Demand for residential energy storage continued to increase in Germany last year, according to analyst EuPD Research, which estimated 65,000 rooftop-PV linked systems were installed.
That took Germany to around 200,000 residential batteries by the end of the year, meaning the market had doubled in just two years. In 2018, 40,000 household batteries were installed, according to EuPD.
Demand for electric vehicles and household solar combined with rising electricity prices to drive the storage system figures, the analysts said.
The close relationship with solar rooftops is illustrated by the fact almost 90% of new solar installations last year were combined with a home storage system, according to the market researchers, who said the 65,000 batteries installed last year included retrofits to earlier solar rooftops.

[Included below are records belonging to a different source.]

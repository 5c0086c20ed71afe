use polars::prelude::*;
use tracing::{debug, info};

use taxi_emissions_parser::{
    empty_canonical_frame, NormalizeError, SourceNormalizer, TaxiType, TripNormalizer,
    CANONICAL_COLUMNS,
};

use crate::error::Result;
use crate::window::TripWindow;

/// Raw frames for one vehicle category together with the normalizer that understands them.
/// A category usually arrives as many monthly files, hence the frame list.
#[derive(Debug, Clone)]
pub struct RawTripSource {
    pub normalizer: SourceNormalizer,
    pub frames: Vec<DataFrame>,
}

impl RawTripSource {
    pub fn new(normalizer: SourceNormalizer, frames: Vec<DataFrame>) -> Self {
        Self { normalizer, frames }
    }

    pub fn single(normalizer: SourceNormalizer, frame: DataFrame) -> Self {
        Self::new(normalizer, vec![frame])
    }

    pub fn taxi_type(&self) -> TaxiType {
        self.normalizer.taxi_type()
    }

    pub fn raw_rows(&self) -> usize {
        self.frames.iter().map(DataFrame::height).sum()
    }
}

/// Normalizes every frame of a source and stacks the results.
pub fn normalize_source(source: &RawTripSource) -> std::result::Result<DataFrame, NormalizeError> {
    let mut normalized = Vec::with_capacity(source.frames.len());
    for (file_index, frame) in source.frames.iter().enumerate() {
        let canonical = source.normalizer.normalize(frame)?;
        debug!(
            normalizer = source.normalizer.name(),
            file_index,
            rows = canonical.height(),
            "normalized raw frame"
        );
        normalized.push(canonical);
    }
    Ok(union_trips(&normalized)?)
}

/// Bag union of canonical frames. Duplicates are kept; an empty input yields the empty
/// canonical frame so downstream stages always see the full schema.
pub fn union_trips(frames: &[DataFrame]) -> PolarsResult<DataFrame> {
    let mut iter = frames.iter();
    let Some(first) = iter.next() else {
        return empty_canonical_frame();
    };

    let mut combined = first.select(CANONICAL_COLUMNS)?;
    for frame in iter {
        combined.vstack_mut(&frame.select(CANONICAL_COLUMNS)?)?;
    }
    Ok(combined)
}

/// Builds `fct_trips`: every source normalized, unioned, then restricted to the window.
pub fn build_fct_trips(sources: &[RawTripSource], window: &TripWindow) -> Result<DataFrame> {
    let mut normalized = Vec::with_capacity(sources.len());
    for source in sources {
        let canonical = normalize_source(source)?;
        info!(
            taxi_type = %source.taxi_type(),
            files = source.frames.len(),
            rows = canonical.height(),
            "normalized trip source"
        );
        normalized.push(canonical);
    }

    let unioned = union_trips(&normalized)?;
    let filtered = window.apply(&unioned)?;
    info!(
        window = %window,
        unioned_rows = unioned.height(),
        kept_rows = filtered.height(),
        excluded_rows = unioned.height() - filtered.height(),
        "built fct_trips"
    );
    Ok(filtered)
}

German battery manufacturer Sonnen enjoyed a 20% market share of last year’s residential market, ahead of Chinese rival BYD, with 19%; German provider E3/DC and Italian peer Senec, who each had 14% of the trade; and Korean brand LG Chem, with 12%. EuPD compiled the market share figures from supplier, installer and customer surveys and other research.
Once again, industry figures have highlighted the 52 GW cumulative limit after which small scale solar will receive no further subsidies in Germany as the main cloud on the horizon this year, rather than the Covid-19 public health crisis.
“The success story of photovoltaics seems to be repeating itself with home storage in Germany,” said EuPD Research chief executive Markus Hoehner. “In addition to the challenges in the context of the coronavirus pandemic, the home storage industry will face the market limitation of the 52 GW solar cap in 2020.”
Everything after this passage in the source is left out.